Interpretive Summary: Iron is a micronutrient essential for the proper growth and development of all organisms. In plants, lack of usable iron can result in iron deficiency chlorosis (IDC), which is characterized by yellowing of the leaves, reduced plant growth and lower yield. Soybeans grown in the upper Midwestern United States often suffer from IDC. Our research takes advantage of two soybean lines that are 98% genetically identical, but differ in their iron stress response. Clark plants are iron efficient and tolerant to iron stress, while Isoclark plants are iron inefficient and develop symptoms of IDC under iron stress conditions. To understand the molecular mechanisms contributing to iron stress responses, we grew Clark and Isoclark seedlings in normal growth conditions for ten days, in normal growth conditions for eight days followed by two days of iron stress, or for ten days in iron stress conditions. We then collected root and shoot tissue for whole genome expression analysis. This allowed us to identify thousands of genes whose activity changed directly in response to iron stress. These analyses demonstrate the importance of genes involved in cell cycle, gene silencing, iron acquisition and defense in the Clark iron stress response. In addition, they suggest soybean is using novel mechanisms to allow continuous signaling between source and sink tissues. These findings improve our understanding of the genes and networks underlying plant stress tolerance which can be leveraged by researchers to improve stress tolerance in soybean and other important crop species.

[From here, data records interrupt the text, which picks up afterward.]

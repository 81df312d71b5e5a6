//! Derivation traces.
//!
//! A trace is the witness of acceptance: every configuration from the
//! initial one to the accepting one, in order.

use super::configuration::Configuration;
use super::state::State;
use super::symbol::{render, Symbol};
use serde::{Deserialize, Serialize};

/// One rendered configuration of a trace.
///
/// `stack` lists the stack top-first: the symbol that would be popped next
/// comes first.
#[derive(Clone, Debug, PartialEq, Eq, Serialize, Deserialize)]
pub struct TraceStep {
    pub state: String,
    pub position: usize,
    pub remaining_input: String,
    pub stack: String,
}

/// Ordered sequence of configurations from the initial configuration to an
/// accepting one, inclusive.
///
/// # Example
///
/// ```rust
/// use pushdown::core::{Configuration, StateId, Symbol, Trace};
///
/// let input = Symbol::parse("a");
/// let start = Configuration::initial(StateId::from("q0"), Symbol::new('$'));
/// let next = start.apply(&StateId::from("qf"), &[Symbol::new('$')], true);
///
/// let trace = Trace::new(input, vec![start, next]);
/// let steps = trace.steps();
///
/// assert_eq!(steps.len(), 2);
/// assert_eq!(steps[0].remaining_input, "a");
/// assert_eq!(steps[1].remaining_input, "");
/// assert_eq!(steps[1].stack, "$");
/// ```
#[derive(Clone, Debug, PartialEq)]
pub struct Trace<S: State> {
    input: Vec<Symbol>,
    configurations: Vec<Configuration<S>>,
}

impl<S: State> Trace<S> {
    pub fn new(input: Vec<Symbol>, configurations: Vec<Configuration<S>>) -> Self {
        Self {
            input,
            configurations,
        }
    }

    /// Input the trace was derived against.
    pub fn input(&self) -> &[Symbol] {
        &self.input
    }

    pub fn configurations(&self) -> &[Configuration<S>] {
        &self.configurations
    }

    pub fn len(&self) -> usize {
        self.configurations.len()
    }

    pub fn is_empty(&self) -> bool {
        self.configurations.is_empty()
    }

    pub fn first(&self) -> Option<&Configuration<S>> {
        self.configurations.first()
    }

    pub fn last(&self) -> Option<&Configuration<S>> {
        self.configurations.last()
    }

    /// States visited, in order.
    pub fn states(&self) -> Vec<&S> {
        self.configurations.iter().map(|c| &c.state).collect()
    }

    /// Render every configuration for display, with the unconsumed input
    /// suffix at each step.
    pub fn steps(&self) -> Vec<TraceStep> {
        self.configurations
            .iter()
            .map(|config| TraceStep {
                state: config.state.name().to_string(),
                position: config.position,
                remaining_input: render(self.input.get(config.position..).unwrap_or(&[])),
                stack: config.stack.to_string(),
            })
            .collect()
    }
}
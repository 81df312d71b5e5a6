//! Simulation engine.
//!
//! Explores the nondeterministic configuration space of a [`Machine`]
//! breadth-first, with structural deduplication and a mandatory step
//! budget, and reports one of three outcomes:
//!
//! - **Accepted**, with a trace from the initial configuration to an
//!   accepting one
//! - **Exhausted**, a sound rejection
//! - **Timeout**, which must not be read as a rejection
//!
//! Every outcome is returned as a value; the engine never fails.
//!
//! [`Machine`]: crate::machine::Machine

mod config;
mod outcome;
mod search;

pub use config::{SimulationConfig, DEFAULT_STEP_BUDGET};
pub use outcome::{Outcome, RejectReason, Report, ReportReason, SearchStats, Simulation};
pub use search::{simulate, Simulator};
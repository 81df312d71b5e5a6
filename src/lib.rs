//! Pushdown: a nondeterministic pushdown automaton simulator
//!
//! Given a machine definition and an input string, pushdown decides whether
//! the string is accepted and, if so, returns a witnessing sequence of
//! machine configurations.
//!
//! # Core Concepts
//!
//! - **Machine**: immutable definition with a nondeterministic transition
//!   relation and a stack bottom sentinel
//! - **Configuration**: state, input position and stack, compared
//!   structurally
//! - **Engine**: bounded breadth-first search with deduplication
//! - **Trace**: the configurations from the initial one to an accepting one
//!
//! A configuration accepts when its state is accepting, all input has been
//! consumed and the stack holds only the bottom sentinel.
//!
//! # Example
//!
//! ```rust
//! use pushdown::catalog;
//! use pushdown::engine::{simulate, RejectReason};
//!
//! let machine = catalog::balanced_parentheses();
//!
//! let outcome = simulate(&machine, "(()())", 10_000);
//! assert!(outcome.is_accepted());
//!
//! let last = outcome.trace().unwrap().steps().pop().unwrap();
//! assert_eq!(last.stack, "$");
//!
//! let outcome = simulate(&machine, "(()", 10_000);
//! assert_eq!(outcome.reason(), Some(RejectReason::Exhausted));
//! ```

pub mod catalog;
pub mod core;
pub mod engine;
pub mod machine;
pub mod snapshot;

// Re-export commonly used types
pub use crate::core::{Configuration, State, StateId, Symbol, Trace, TraceStep};
pub use engine::{simulate, Outcome, RejectReason, Report, SimulationConfig, Simulator};
pub use machine::{BuildError, Input, Machine, MachineBuilder};
//! Simulation settings.

use serde::{Deserialize, Serialize};

/// Step budget used when the caller does not pick one.
pub const DEFAULT_STEP_BUDGET: usize = 10_000;

/// Settings for one simulation run.
#[derive(Clone, Copy, Debug, PartialEq, Eq, Serialize, Deserialize)]
pub struct SimulationConfig {
    /// Maximum number of configurations dequeued before the run times out.
    ///
    /// The reachable configuration space can be infinite when spontaneous
    /// moves push without consuming input, so this bound is always applied.
    pub step_budget: usize,
}

impl SimulationConfig {
    pub fn with_budget(step_budget: usize) -> Self {
        Self { step_budget }
    }
}

impl Default for SimulationConfig {
    fn default() -> Self {
        Self::with_budget(DEFAULT_STEP_BUDGET)
    }
}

Technical Abstract: Iron Deficiency Chlorosis (IDC) is a disease caused by lack of useable iron in the soil. Symptoms include stunting and interveinal chlorosis of the leaves, eventually leading to end of season yield loss. IDC is important in the upper Midwestern United States because calcareous soils favor its development. Using high throughput sequencing approaches, we characterized soybeans’ short and long-term response to iron stress. Our research leverages two near isogenic lines that are 98% genetically identical but differ in their iron efficiency response. Clark is iron efficient and tolerant to iron stress, while Isoclark is iron inefficient and develops IDC symptoms under iron stress. Plants were grown in one of three treatments: iron sufficient media for ten days, iron deficient media for ten days, or iron sufficient media for eight days then transferred to iron deficient media for two days. RNA-seq analysis identified genes differentially expressed in response to short and long term iron deficiency in both genotypes and the transcription factors regulating their expression. These analyses demonstrate the importance of genes involved in cell cycle, gene silencing, iron acquisition and defense in the soybean iron stress response. In addition, they suggest novel mechanisms for signaling between source and sink tissues.